Chris H - It's basically showing which manuscripts were copied from the same earlier version. That's something that's quite interesting for people studying texts, to know which versions of a text were copied from a same earlier version, maybe were copied in the same place or were copied by the same scribe. Since then we've moved on to different texts. We've done some work on the New Testament which is interesting. Most recently, we've worked on a political philosophy treatise by Dante (of Inferno fame), called Monarchia. Again, what happened there was were using data provided by people who'd been studying manuscripts for a long period of time and who had their own conclusions about the relationships between them and trying to test out our methods by using those data in our programmes. We didn't know at the outset what they were thing they might find or not find. We didn't even know what the text was. We were just told, “No, go away and see what you can find.” We managed to work out relationships between different forms of text and then went back to the experts who'd been working on it and said, “Okay, this is what we found.” They said: “That's amazing. That's exactly what the scholars have thought.” Except, we can come to those conclusions very quickly and save the manuscripts scholars a lot of time, a lot of backs of envelopes in doing their own calculations.
Chris - What about spelling mistakes?

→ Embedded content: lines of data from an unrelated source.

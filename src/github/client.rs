//! GitHub API client for the project gallery.

use anyhow::Result;
use async_trait::async_trait;
use log::debug;

use crate::http::HttpClient;

use super::types::{Commit, Repo};

/// Number of commits requested per repository.
pub const COMMITS_PER_REPO: usize = 3;

/// Read access to an account's public repositories and their commits.
#[cfg_attr(test, mockall::automock)]
#[async_trait]
pub trait ProjectSource: Send + Sync {
    /// Fetches the account's public repository list in upstream order.
    async fn list_repos(&self, account: &str) -> Result<Vec<Repo>>;

    /// Fetches the most recent commits of one repository, newest first.
    async fn recent_commits(&self, account: &str, repo: &str) -> Result<Vec<Commit>>;
}

pub struct GitHubSource {
    http_client: HttpClient,
    api_url: String,
}

impl GitHubSource {
    /// Create from an existing HttpClient.
    pub fn from_http_client(http_client: HttpClient, api_url: &str) -> Self {
        Self {
            http_client,
            api_url: api_url.to_string(),
        }
    }

    pub fn api_url(&self) -> &str {
        &self.api_url
    }
}

#[async_trait]
impl ProjectSource for GitHubSource {
    #[tracing::instrument(skip(self))]
    async fn list_repos(&self, account: &str) -> Result<Vec<Repo>> {
        let url = format!("{}/users/{}/repos", self.api_url, account);
        debug!("Fetching repository list from {}...", url);
        self.http_client.get_json(&url).await
    }

    #[tracing::instrument(skip(self))]
    async fn recent_commits(&self, account: &str, repo: &str) -> Result<Vec<Commit>> {
        let url = format!("{}/repos/{}/{}/commits", self.api_url, account, repo);
        debug!("Fetching recent commits from {}...", url);
        self.http_client
            .get_json_with_query(&url, &[("per_page", &COMMITS_PER_REPO.to_string())])
            .await
    }
}

#[cfg(test)]
mod tests {
    use super::*;
    use crate::http::StatusError;
    use reqwest::Client;

    fn source_for(url: &str) -> GitHubSource {
        GitHubSource::from_http_client(HttpClient::new(Client::new()), url)
    }

    #[tokio::test]
    async fn test_list_repos() {
        let mut server = mockito::Server::new_async().await;
        let url = server.url();

        let mock = server
            .mock("GET", "/users/octocat/repos")
            .with_status(200)
            .with_header("content-type", "application/json")
            .with_body(
                r#"[
                    {
                        "name": "widget",
                        "description": "A widget",
                        "html_url": "https://github.com/octocat/widget",
                        "language": "Rust",
                        "stargazers_count": 12,
                        "forks_count": 4,
                        "topics": ["gui", "tools"]
                    },
                    {
                        "name": "gadget",
                        "description": null,
                        "html_url": "https://github.com/octocat/gadget",
                        "language": null,
                        "stargazers_count": 0,
                        "forks_count": 0
                    }
                ]"#,
            )
            .create_async()
            .await;

        let repos = source_for(&url).list_repos("octocat").await.unwrap();

        mock.assert_async().await;
        assert_eq!(repos.len(), 2);
        assert_eq!(repos[0].name, "widget");
        assert_eq!(repos[0].language.as_deref(), Some("Rust"));
        assert_eq!(repos[0].topics, vec!["gui", "tools"]);
        assert_eq!(repos[1].name, "gadget");
        assert_eq!(repos[1].language, None);
        assert!(repos[1].topics.is_empty());
    }

    #[tokio::test]
    async fn test_list_repos_forbidden() {
        let mut server = mockito::Server::new_async().await;
        let url = server.url();

        let mock = server
            .mock("GET", "/users/octocat/repos")
            .with_status(403)
            .create_async()
            .await;

        let result = source_for(&url).list_repos("octocat").await;

        mock.assert_async().await;
        let err = result.unwrap_err();
        assert!(matches!(
            err.downcast_ref::<StatusError>(),
            Some(StatusError::RateLimited(_))
        ));
    }

    #[tokio::test]
    async fn test_recent_commits() {
        let mut server = mockito::Server::new_async().await;
        let url = server.url();

        let mock = server
            .mock("GET", "/repos/octocat/widget/commits?per_page=3")
            .with_status(200)
            .with_header("content-type", "application/json")
            .with_body(
                r#"[
                    {
                        "sha": "aaaabbbbccccdddd",
                        "commit": {
                            "message": "Fix panel layout",
                            "author": {"name": "Octo Cat", "date": "2024-05-02T09:30:00Z"}
                        },
                        "author": {"avatar_url": "https://avatars.githubusercontent.com/u/1"}
                    },
                    {
                        "sha": "eeeeffff00001111",
                        "commit": {
                            "message": "Initial commit",
                            "author": {"name": "Octo Cat", "date": "2024-05-01T12:00:00Z"}
                        },
                        "author": null
                    }
                ]"#,
            )
            .create_async()
            .await;

        let commits = source_for(&url)
            .recent_commits("octocat", "widget")
            .await
            .unwrap();

        mock.assert_async().await;
        assert_eq!(commits.len(), 2);
        assert_eq!(commits[0].sha, "aaaabbbbccccdddd");
        assert!(commits[1].author.is_none());
    }

    #[tokio::test]
    async fn test_recent_commits_server_error() {
        let mut server = mockito::Server::new_async().await;
        let url = server.url();

        let mock = server
            .mock("GET", "/repos/octocat/widget/commits?per_page=3")
            .with_status(500)
            .create_async()
            .await;

        let result = source_for(&url).recent_commits("octocat", "widget").await;

        mock.assert_async().await;
        assert!(result.is_err());
    }

    #[test]
    fn test_api_url() {
        let source = source_for("https://custom.api");
        assert_eq!(source.api_url(), "https://custom.api");
    }
}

One of the things that's very noticeable if you read old English is that you might see sulphur written with an 'f.' It might be written 'ph.' There must be loads of examples like that. Can your programme get round that?
Chris H - That's a very good point. For quite a long time, spelling was quite fluid. Because, therefore a scribe making their own copy might change the spelling in the same way in many different places in the manuscript we actually, for safety's sake, omit spelling changes from that kind of analysis. Similarly dialect words we omit as well. For example, a scribe working in Scotland would probably change 'church' to 'kirk' and we tend to omit those because two scribes in Scotland might therefore independently make the same changes.
Chris - Have you got people queueing up, all round the world to use this now? It sounds like an amazing tool. It could save so much time.
Chris H - People either love us or hate us, I think! There are some people who have said, yes we think this is a really powerful tool and we'd like to learn how to use it. Equally there are people who say this will never work, it can't possibly replace conventional scholarship. I think I would agree with them. It's actually not something that we would claim would replace conventional scholarship;. You should only follow a computer programme as far as an intellectual precipice, I always say, and not beyond.